(Task item):
Exactly as given, restate each record that follows.

(Given records):
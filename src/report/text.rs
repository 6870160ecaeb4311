//! Scoreboard and result summaries as plain text.

// Allow format! with push_str for readability; the allocation overhead is
// negligible for text rendering
#![allow(clippy::format_push_string)]

use crate::game::{GameState, ScoringWeights, ranked_players_in_team, team_scores};
use crate::simulation::SimResult;

/// Render the scoreboard, one line per player.
///
/// Output format:
/// ```text
/// Team Scissors Cora Points: 25 DEAD
/// Team Rock Ada Points: 10
/// Team Rock Dmitri Points: 10
/// Team Paper Basil Points: 5
/// ```
///
/// Teams are ordered by aggregate score (highest first, ties in team order),
/// players by score within their team.
#[must_use]
pub fn format_scoreboard(state: &GameState, weights: &ScoringWeights) -> String {
    let mut teams = team_scores(&state.players, weights);
    teams.sort_by_key(|(_, score)| std::cmp::Reverse(*score));

    let mut output = String::new();
    for (team, _) in teams {
        for player in ranked_players_in_team(&state.players, team, weights) {
            output.push_str(&format!(
                "Team {team} {} Points: {}",
                player.name,
                weights.score(player)
            ));
            if !player.alive {
                output.push_str(" DEAD");
            }
            output.push('\n');
        }
    }
    output
}

/// Render a finished game summary.
///
/// Output format:
/// ```text
/// Cycles: 12
/// Flags captured: 3/4
/// Dead players: 2
/// Team scores: Rock 25, Paper 10, Scissors 5
/// Winner: Rock
/// ```
#[must_use]
pub fn format_result(result: &SimResult) -> String {
    let mut output = String::new();
    output.push_str(&format!("Cycles: {}\n", result.cycles_played));
    output.push_str(&format!(
        "Flags captured: {}/{}\n",
        result.flags_captured, result.flags_total
    ));
    output.push_str(&format!("Dead players: {}\n", result.dead_players));

    let scores: Vec<String> = result
        .team_scores
        .iter()
        .map(|(team, score)| format!("{team} {score}"))
        .collect();
    output.push_str(&format!("Team scores: {}\n", scores.join(", ")));

    match result.winner {
        Some(team) => output.push_str(&format!("Winner: {team}\n")),
        None => output.push_str("Winner: none (tie)\n"),
    }
    output
}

(Task output):
filename src/report/text.rs
repository 6870160ecaeb4311
//! Scoreboard and result summaries as plain text.

// Allow format! with push_str for readability; the allocation overhead is
// negligible for text rendering
#![allow(clippy::format_push_string)]

use crate::game::{GameState, ScoringWeights, ranked_players_in_team, team_scores};
use crate::simulation::SimResult;

/// Render the scoreboard, one line per player.
///
/// Output format:
/// ```text
/// Team Scissors Cora Points: 25 DEAD
/// Team Rock Ada Points: 10
/// Team Rock Dmitri Points: 10
/// Team Paper Basil Points: 5
/// ```
///
/// Teams are ordered by aggregate score (highest first, ties in team order),
/// players by score within their team.
#[must_use]
pub fn format_scoreboard(state: &GameState, weights: &ScoringWeights) -> String {
    let mut teams = team_scores(&state.players, weights);
    teams.sort_by_key(|(_, score)| std::cmp::Reverse(*score));

    let mut output = String::new();
    for (team, _) in teams {
        for player in ranked_players_in_team(&state.players, team, weights) {
            output.push_str(&format!(
                "Team {team} {} Points: {}",
                player.name,
                weights.score(player)
            ));
            if !player.alive {
                output.push_str(" DEAD");
            }
            output.push('\n');
        }
    }
    output
}

/// Render a finished game summary.
///
/// Output format:
/// ```text
/// Cycles: 12
/// Flags captured: 3/4
/// Dead players: 2
/// Team scores: Rock 25, Paper 10, Scissors 5
/// Winner: Rock
/// ```
#[must_use]
pub fn format_result(result: &SimResult) -> String {
    let mut output = String::new();
    output.push_str(&format!("Cycles: {}\n", result.cycles_played));
    output.push_str(&format!(
        "Flags captured: {}/{}\n",
        result.flags_captured, result.flags_total
    ));
    output.push_str(&format!("Dead players: {}\n", result.dead_players));

    let scores: Vec<String> = result
        .team_scores
        .iter()
        .map(|(team, score)| format!("{team} {score}"))
        .collect();
    output.push_str(&format!("Team scores: {}\n", scores.join(", ")));

    match result.winner {
        Some(team) => output.push_str(&format!("Winner: {team}\n")),
        None => output.push_str("Winner: none (tie)\n"),
    }
    output
}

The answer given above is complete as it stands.